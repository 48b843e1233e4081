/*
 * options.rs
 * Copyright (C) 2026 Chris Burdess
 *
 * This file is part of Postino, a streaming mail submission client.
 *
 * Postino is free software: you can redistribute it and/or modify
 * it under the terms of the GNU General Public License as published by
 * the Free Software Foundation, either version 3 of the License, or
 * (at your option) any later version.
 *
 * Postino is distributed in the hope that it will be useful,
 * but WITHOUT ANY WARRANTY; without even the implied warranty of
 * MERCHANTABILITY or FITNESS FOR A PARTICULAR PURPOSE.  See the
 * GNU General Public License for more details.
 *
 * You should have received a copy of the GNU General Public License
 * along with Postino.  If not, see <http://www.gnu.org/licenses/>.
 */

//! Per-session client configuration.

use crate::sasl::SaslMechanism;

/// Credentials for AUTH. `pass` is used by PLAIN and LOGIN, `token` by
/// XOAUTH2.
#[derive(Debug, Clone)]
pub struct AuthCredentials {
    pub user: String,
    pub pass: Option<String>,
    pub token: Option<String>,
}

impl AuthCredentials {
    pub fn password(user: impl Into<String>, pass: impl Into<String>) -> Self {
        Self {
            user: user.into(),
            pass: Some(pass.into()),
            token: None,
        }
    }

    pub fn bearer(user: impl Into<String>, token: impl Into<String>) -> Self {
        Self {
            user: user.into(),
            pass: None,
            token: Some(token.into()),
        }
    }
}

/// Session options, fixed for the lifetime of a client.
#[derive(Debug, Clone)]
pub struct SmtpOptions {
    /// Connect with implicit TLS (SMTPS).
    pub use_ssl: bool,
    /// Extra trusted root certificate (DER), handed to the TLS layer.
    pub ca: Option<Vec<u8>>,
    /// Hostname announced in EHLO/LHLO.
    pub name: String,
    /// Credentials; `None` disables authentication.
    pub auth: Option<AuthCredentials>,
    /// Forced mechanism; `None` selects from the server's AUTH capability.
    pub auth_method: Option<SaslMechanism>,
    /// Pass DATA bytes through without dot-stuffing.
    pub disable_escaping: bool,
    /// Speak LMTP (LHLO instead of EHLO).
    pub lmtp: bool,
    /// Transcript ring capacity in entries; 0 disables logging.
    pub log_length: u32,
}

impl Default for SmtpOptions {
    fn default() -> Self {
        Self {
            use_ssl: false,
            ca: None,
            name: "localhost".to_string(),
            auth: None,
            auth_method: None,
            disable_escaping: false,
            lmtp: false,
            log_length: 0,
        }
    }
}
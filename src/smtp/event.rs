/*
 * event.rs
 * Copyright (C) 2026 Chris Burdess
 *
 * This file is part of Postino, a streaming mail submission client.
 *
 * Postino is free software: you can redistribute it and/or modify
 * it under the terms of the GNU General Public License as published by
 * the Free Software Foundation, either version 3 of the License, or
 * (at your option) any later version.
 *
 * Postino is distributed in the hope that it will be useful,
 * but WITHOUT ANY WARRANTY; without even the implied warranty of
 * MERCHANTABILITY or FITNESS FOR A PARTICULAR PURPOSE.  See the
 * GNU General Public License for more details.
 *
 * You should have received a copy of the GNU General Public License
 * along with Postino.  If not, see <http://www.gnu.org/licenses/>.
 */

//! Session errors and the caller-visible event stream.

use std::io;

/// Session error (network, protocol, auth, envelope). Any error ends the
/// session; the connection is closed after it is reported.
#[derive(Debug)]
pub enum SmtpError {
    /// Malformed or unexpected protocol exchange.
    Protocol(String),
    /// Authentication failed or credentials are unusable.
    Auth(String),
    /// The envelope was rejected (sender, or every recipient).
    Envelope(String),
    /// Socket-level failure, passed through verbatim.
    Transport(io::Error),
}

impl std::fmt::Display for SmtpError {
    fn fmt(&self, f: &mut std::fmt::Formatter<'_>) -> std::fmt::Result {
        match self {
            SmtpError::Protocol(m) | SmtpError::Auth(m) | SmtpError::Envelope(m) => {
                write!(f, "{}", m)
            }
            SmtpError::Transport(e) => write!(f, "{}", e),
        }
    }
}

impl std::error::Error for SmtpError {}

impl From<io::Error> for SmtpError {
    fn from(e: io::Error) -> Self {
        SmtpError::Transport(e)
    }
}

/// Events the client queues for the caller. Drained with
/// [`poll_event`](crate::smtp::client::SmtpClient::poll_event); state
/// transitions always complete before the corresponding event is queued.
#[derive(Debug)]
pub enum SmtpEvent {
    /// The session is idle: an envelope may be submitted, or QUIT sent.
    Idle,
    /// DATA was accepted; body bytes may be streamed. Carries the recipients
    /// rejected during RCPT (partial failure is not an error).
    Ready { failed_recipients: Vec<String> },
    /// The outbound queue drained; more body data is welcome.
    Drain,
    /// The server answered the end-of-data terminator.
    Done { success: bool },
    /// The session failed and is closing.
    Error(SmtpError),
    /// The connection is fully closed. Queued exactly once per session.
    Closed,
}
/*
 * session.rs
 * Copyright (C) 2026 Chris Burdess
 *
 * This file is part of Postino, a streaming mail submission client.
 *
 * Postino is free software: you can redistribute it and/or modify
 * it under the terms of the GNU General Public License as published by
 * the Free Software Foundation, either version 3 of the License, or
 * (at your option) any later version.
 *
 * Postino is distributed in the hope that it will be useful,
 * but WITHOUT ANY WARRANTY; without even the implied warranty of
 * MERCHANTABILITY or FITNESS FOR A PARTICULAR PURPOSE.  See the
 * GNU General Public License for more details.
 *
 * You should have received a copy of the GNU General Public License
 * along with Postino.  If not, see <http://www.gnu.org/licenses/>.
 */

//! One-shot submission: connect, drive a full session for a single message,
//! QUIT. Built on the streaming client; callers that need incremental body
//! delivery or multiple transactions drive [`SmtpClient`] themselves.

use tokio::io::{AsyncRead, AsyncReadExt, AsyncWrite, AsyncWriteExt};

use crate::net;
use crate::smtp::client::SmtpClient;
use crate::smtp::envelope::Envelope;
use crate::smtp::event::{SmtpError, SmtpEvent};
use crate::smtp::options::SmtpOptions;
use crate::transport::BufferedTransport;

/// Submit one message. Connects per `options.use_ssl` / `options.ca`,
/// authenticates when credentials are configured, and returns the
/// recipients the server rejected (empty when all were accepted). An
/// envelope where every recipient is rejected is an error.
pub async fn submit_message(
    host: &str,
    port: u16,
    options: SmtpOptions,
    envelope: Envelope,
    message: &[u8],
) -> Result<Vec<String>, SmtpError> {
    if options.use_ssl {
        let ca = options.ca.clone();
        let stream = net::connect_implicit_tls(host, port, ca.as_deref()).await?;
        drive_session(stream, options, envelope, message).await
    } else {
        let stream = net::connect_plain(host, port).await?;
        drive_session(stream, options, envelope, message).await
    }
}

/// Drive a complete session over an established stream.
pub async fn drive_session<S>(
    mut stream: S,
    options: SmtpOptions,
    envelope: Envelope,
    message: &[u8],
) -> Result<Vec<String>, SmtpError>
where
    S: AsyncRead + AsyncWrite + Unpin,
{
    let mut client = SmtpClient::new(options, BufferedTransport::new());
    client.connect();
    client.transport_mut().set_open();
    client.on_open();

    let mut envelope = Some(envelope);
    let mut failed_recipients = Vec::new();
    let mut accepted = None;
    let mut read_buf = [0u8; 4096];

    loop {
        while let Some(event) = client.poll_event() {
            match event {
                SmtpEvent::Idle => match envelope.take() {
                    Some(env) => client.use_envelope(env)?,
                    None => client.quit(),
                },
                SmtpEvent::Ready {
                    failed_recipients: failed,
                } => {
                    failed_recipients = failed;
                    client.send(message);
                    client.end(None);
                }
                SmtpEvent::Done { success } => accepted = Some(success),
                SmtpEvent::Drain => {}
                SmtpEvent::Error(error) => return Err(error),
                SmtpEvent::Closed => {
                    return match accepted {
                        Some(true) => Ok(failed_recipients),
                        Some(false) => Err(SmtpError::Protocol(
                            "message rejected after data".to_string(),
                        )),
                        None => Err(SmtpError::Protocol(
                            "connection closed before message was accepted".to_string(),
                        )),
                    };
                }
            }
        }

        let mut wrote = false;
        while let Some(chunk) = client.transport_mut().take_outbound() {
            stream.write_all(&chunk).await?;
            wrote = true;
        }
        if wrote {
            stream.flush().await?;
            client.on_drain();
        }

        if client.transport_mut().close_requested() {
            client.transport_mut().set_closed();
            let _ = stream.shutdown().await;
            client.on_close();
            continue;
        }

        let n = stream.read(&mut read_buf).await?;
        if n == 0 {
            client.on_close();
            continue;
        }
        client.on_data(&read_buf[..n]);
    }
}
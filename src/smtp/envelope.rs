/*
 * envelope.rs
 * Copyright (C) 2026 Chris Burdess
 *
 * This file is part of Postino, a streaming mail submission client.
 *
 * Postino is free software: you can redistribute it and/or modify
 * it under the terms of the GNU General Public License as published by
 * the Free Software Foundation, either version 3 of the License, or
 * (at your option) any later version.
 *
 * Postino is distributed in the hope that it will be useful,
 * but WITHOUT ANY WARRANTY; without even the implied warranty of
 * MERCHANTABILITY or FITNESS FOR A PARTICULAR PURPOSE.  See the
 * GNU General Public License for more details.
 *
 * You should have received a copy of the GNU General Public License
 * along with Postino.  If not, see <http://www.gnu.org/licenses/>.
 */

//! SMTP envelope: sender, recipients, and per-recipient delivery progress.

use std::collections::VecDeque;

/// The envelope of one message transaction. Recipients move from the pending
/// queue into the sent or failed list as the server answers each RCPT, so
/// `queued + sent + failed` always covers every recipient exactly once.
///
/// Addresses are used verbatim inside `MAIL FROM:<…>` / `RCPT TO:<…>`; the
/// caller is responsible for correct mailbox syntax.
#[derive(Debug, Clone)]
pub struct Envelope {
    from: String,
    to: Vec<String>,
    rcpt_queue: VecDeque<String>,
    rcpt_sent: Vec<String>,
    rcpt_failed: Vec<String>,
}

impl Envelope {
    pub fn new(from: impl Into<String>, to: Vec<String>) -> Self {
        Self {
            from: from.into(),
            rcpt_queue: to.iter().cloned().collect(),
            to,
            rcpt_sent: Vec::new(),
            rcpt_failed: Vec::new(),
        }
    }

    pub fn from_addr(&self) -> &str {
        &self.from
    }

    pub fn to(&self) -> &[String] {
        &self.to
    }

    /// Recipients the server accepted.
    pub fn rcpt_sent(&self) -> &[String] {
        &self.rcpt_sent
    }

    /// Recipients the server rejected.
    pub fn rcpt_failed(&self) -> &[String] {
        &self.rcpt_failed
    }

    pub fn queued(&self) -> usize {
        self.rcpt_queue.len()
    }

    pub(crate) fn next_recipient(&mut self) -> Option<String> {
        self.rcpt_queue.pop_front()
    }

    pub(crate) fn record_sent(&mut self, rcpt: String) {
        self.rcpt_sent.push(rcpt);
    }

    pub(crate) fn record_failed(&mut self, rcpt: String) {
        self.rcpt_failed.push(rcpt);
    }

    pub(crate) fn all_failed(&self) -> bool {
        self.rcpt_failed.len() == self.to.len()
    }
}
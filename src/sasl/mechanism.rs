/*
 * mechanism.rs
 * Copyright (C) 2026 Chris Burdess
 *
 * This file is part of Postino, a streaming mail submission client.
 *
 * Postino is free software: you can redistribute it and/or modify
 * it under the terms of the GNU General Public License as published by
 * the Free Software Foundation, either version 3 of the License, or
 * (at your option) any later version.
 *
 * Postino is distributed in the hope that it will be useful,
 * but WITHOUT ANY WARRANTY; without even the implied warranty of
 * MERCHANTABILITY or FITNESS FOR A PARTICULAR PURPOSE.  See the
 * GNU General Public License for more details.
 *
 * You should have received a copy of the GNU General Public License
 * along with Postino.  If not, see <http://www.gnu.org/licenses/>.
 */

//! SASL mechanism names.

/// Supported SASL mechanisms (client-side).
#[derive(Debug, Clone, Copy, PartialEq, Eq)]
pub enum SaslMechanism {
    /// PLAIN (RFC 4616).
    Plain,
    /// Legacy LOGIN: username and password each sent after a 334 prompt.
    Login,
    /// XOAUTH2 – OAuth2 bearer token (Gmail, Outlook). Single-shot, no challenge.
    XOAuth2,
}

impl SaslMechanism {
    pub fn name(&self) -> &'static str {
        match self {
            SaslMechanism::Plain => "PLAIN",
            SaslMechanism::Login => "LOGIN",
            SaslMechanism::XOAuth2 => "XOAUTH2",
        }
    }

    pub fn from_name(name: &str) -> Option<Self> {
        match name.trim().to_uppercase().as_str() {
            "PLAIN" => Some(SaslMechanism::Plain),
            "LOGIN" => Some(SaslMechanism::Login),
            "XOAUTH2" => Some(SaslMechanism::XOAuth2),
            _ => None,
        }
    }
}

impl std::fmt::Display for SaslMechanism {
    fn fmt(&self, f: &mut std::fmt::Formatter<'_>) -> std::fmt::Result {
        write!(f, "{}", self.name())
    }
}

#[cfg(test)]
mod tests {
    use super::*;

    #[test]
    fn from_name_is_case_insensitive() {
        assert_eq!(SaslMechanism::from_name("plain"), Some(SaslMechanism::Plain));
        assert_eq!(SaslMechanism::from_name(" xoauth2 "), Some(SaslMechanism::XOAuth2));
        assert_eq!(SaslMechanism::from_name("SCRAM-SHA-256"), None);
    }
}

--- --- ---

**EXERCISE GOAL:**
Which lines above include the word "chunk"? Pick them out and copy them.

**RESULT:**
        while let Some(chunk) = client.transport_mut().take_outbound() {
            stream.write_all(&chunk).await?;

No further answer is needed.